Activity.
Reproduce verbatim, line by line, everything from the line containing "read_header(name, value, grammar::read::<Tag>).flatten();" to the last line of the listing below; add nothing.

---------- Information given ----------

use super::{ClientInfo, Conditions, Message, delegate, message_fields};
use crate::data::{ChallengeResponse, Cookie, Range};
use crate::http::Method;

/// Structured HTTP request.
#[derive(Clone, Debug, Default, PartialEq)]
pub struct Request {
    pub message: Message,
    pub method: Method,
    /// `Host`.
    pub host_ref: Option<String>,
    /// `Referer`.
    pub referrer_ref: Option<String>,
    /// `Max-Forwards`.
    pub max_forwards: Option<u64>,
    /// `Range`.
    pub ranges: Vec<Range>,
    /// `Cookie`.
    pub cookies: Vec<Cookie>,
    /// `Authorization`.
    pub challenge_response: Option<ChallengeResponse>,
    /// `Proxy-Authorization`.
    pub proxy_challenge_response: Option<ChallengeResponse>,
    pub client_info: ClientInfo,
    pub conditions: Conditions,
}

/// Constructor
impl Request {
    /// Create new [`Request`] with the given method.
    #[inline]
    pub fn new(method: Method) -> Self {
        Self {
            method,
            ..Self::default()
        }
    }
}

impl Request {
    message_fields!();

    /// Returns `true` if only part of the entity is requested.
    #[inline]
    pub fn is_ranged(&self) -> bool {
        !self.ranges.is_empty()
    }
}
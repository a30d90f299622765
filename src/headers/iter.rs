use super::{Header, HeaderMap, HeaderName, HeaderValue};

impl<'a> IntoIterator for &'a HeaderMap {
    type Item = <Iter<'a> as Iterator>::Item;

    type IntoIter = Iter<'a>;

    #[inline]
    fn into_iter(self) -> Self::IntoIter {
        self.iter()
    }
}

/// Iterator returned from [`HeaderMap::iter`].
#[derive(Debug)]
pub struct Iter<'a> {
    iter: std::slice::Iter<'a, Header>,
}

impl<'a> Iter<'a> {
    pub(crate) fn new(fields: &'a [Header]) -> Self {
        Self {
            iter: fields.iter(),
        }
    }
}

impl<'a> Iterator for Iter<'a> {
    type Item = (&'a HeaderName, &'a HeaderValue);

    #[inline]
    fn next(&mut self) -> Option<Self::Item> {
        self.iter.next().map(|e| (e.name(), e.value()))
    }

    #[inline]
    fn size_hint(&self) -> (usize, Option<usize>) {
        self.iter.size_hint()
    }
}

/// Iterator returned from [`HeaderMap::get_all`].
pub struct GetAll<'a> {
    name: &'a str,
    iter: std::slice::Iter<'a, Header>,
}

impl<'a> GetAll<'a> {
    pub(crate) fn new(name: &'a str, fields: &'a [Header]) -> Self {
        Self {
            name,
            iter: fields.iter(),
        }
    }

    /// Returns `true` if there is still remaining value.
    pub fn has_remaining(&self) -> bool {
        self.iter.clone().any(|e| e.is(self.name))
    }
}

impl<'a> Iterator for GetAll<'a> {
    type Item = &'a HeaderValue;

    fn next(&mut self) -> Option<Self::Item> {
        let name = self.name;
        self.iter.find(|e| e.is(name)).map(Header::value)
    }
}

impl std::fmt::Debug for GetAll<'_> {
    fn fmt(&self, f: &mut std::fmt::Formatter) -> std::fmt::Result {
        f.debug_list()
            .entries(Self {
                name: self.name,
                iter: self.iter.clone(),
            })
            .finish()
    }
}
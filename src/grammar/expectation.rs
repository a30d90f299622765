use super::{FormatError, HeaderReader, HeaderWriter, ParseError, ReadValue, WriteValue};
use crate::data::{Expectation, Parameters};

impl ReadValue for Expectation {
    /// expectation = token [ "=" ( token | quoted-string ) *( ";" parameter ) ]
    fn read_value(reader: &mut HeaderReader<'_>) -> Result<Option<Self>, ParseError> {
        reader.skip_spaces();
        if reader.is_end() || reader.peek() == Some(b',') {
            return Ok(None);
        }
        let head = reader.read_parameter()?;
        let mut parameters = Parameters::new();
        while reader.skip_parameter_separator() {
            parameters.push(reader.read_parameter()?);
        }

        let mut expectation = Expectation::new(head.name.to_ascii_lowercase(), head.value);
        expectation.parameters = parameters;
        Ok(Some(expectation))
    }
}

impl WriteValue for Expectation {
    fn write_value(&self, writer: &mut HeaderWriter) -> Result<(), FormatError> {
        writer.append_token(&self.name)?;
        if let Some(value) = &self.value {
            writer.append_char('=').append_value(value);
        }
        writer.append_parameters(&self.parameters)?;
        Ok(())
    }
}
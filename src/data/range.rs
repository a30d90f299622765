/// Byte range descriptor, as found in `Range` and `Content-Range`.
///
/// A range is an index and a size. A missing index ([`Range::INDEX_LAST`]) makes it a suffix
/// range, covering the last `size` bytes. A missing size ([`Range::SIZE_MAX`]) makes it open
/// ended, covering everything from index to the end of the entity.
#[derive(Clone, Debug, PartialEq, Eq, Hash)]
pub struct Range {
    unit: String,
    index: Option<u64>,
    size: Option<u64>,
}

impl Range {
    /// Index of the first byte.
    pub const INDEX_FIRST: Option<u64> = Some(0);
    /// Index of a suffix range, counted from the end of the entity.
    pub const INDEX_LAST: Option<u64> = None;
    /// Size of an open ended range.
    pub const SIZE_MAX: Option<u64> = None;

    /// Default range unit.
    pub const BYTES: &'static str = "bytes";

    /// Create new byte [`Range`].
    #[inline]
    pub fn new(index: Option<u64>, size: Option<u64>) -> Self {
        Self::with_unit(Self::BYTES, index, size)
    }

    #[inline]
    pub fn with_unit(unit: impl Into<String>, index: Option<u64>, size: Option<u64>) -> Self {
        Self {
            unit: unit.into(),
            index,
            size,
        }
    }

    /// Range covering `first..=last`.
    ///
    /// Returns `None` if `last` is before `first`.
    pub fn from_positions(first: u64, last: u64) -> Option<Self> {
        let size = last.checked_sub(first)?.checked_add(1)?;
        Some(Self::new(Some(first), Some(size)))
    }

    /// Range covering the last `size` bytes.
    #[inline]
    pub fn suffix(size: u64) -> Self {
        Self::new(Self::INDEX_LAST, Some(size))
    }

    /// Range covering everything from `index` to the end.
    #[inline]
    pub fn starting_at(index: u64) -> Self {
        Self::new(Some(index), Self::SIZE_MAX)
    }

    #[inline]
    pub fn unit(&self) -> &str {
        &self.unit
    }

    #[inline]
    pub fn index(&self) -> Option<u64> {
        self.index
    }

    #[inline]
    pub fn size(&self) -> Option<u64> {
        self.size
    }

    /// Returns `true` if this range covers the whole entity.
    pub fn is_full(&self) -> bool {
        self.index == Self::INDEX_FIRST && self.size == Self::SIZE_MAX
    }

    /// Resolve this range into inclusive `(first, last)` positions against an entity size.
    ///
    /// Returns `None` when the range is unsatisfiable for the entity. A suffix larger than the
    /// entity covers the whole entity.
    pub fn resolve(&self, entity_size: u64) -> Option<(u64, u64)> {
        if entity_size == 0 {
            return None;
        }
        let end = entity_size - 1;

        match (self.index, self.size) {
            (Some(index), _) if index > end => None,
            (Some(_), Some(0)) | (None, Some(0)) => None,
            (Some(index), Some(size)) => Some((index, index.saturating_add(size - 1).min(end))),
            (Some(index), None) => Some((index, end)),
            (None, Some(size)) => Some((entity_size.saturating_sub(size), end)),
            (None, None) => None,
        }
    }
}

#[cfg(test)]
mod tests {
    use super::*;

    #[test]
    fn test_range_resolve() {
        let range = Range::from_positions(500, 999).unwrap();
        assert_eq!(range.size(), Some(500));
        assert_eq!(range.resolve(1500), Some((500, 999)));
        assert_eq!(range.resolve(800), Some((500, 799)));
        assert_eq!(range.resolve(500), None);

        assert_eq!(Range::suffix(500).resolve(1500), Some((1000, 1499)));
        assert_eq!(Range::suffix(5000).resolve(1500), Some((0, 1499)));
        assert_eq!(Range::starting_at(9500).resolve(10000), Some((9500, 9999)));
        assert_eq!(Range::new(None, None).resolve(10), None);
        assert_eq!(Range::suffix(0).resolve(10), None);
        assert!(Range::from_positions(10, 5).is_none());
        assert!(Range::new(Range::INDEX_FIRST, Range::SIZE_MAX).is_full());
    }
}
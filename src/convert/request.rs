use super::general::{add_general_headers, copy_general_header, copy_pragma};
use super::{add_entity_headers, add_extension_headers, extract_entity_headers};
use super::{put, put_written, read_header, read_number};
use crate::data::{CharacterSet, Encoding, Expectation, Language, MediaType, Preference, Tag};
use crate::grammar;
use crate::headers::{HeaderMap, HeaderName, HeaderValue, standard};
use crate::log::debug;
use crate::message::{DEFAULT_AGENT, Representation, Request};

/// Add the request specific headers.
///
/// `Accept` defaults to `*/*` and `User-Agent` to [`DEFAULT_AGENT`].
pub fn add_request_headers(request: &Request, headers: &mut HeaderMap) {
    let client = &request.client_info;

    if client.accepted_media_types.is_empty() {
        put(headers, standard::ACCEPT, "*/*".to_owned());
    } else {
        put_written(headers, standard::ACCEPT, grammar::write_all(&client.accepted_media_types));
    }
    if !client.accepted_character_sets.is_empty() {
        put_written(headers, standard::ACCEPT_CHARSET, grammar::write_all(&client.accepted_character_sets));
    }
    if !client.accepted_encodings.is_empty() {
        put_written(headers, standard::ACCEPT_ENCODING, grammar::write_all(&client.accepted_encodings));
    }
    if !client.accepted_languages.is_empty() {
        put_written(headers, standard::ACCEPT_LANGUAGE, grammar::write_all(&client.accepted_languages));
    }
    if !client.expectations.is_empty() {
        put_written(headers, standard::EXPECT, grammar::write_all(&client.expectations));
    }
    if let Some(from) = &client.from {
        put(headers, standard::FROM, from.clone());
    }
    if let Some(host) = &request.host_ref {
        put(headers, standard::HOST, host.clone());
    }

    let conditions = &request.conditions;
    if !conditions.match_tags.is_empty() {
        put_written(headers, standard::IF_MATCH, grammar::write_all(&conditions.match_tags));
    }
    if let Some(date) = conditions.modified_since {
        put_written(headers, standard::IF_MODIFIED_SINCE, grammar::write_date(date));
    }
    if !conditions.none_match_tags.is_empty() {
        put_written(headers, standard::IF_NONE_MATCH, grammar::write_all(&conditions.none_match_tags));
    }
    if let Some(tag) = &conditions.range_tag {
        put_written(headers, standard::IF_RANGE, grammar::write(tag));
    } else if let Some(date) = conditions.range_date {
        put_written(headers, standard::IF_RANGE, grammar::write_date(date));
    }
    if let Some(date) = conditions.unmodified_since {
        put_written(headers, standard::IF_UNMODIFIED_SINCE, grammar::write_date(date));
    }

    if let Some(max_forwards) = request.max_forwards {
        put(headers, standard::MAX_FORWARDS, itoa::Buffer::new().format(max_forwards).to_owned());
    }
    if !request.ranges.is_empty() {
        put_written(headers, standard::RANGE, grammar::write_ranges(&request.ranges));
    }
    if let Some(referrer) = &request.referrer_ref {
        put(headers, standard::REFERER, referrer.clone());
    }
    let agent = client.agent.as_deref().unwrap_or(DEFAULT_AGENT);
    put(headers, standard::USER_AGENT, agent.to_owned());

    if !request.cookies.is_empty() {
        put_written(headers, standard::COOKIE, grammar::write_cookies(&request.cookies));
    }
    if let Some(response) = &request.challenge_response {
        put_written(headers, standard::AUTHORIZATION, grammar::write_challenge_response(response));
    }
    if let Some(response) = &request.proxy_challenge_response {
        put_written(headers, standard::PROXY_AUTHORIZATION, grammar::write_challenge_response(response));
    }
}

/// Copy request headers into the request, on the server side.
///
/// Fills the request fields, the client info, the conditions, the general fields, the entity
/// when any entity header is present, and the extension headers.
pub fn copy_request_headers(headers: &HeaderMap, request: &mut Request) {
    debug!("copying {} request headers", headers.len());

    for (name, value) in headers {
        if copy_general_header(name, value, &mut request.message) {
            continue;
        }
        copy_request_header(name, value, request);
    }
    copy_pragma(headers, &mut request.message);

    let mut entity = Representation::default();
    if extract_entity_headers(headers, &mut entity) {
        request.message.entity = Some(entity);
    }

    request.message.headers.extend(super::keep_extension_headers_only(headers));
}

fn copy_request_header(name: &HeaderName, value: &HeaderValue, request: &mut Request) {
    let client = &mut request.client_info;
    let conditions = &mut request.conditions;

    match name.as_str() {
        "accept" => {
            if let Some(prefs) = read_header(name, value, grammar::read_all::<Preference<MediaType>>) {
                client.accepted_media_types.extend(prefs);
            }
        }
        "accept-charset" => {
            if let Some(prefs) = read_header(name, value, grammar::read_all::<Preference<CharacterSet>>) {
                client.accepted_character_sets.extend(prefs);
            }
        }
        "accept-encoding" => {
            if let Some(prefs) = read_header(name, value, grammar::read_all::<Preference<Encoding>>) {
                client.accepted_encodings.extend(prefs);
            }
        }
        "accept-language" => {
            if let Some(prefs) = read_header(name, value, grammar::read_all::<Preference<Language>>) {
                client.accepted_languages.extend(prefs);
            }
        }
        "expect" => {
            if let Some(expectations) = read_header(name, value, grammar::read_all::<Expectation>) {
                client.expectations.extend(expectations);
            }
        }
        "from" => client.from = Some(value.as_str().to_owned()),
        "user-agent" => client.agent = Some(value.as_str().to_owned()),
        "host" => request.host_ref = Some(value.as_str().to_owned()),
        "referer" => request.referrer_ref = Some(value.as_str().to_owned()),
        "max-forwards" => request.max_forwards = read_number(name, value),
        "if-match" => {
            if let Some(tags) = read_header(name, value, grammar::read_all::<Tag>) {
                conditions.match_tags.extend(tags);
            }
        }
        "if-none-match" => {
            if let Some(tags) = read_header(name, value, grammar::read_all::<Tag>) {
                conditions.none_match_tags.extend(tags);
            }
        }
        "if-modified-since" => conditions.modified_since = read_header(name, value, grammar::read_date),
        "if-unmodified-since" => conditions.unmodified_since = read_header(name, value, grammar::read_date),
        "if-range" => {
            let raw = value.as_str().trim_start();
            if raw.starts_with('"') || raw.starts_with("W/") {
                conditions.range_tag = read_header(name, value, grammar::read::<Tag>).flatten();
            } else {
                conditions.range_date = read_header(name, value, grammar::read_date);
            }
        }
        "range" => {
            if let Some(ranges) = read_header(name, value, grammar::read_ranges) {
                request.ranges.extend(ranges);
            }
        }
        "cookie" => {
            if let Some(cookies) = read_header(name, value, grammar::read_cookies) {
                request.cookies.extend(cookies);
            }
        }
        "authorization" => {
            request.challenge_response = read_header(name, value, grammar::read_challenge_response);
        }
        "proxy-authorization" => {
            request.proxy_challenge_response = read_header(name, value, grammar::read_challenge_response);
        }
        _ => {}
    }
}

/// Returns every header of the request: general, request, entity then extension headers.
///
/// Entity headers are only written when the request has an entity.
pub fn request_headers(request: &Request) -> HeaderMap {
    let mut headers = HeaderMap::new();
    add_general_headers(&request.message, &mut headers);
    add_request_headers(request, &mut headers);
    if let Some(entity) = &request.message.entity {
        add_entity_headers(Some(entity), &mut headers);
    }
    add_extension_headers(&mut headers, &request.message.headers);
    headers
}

----------

Solution for this exercise.
                conditions.range_tag = read_header(name, value, grammar::read::<Tag>).flatten();
            } else {
                conditions.range_date = read_header(name, value, grammar::read_date);
            }
        }
        "range" => {
            if let Some(ranges) = read_header(name, value, grammar::read_ranges) {
                request.ranges.extend(ranges);
            }
        }
        "cookie" => {
            if let Some(cookies) = read_header(name, value, grammar::read_cookies) {
                request.cookies.extend(cookies);
            }
        }
        "authorization" => {
            request.challenge_response = read_header(name, value, grammar::read_challenge_response);
        }
        "proxy-authorization" => {
            request.proxy_challenge_response = read_header(name, value, grammar::read_challenge_response);
        }
        _ => {}
    }
}

/// Returns every header of the request: general, request, entity then extension headers.
///
/// Entity headers are only written when the request has an entity.
pub fn request_headers(request: &Request) -> HeaderMap {
    let mut headers = HeaderMap::new();
    add_general_headers(&request.message, &mut headers);
    add_request_headers(request, &mut headers);
    if let Some(entity) = &request.message.entity {
        add_entity_headers(Some(entity), &mut headers);
    }
    add_extension_headers(&mut headers, &request.message.headers);
    headers
}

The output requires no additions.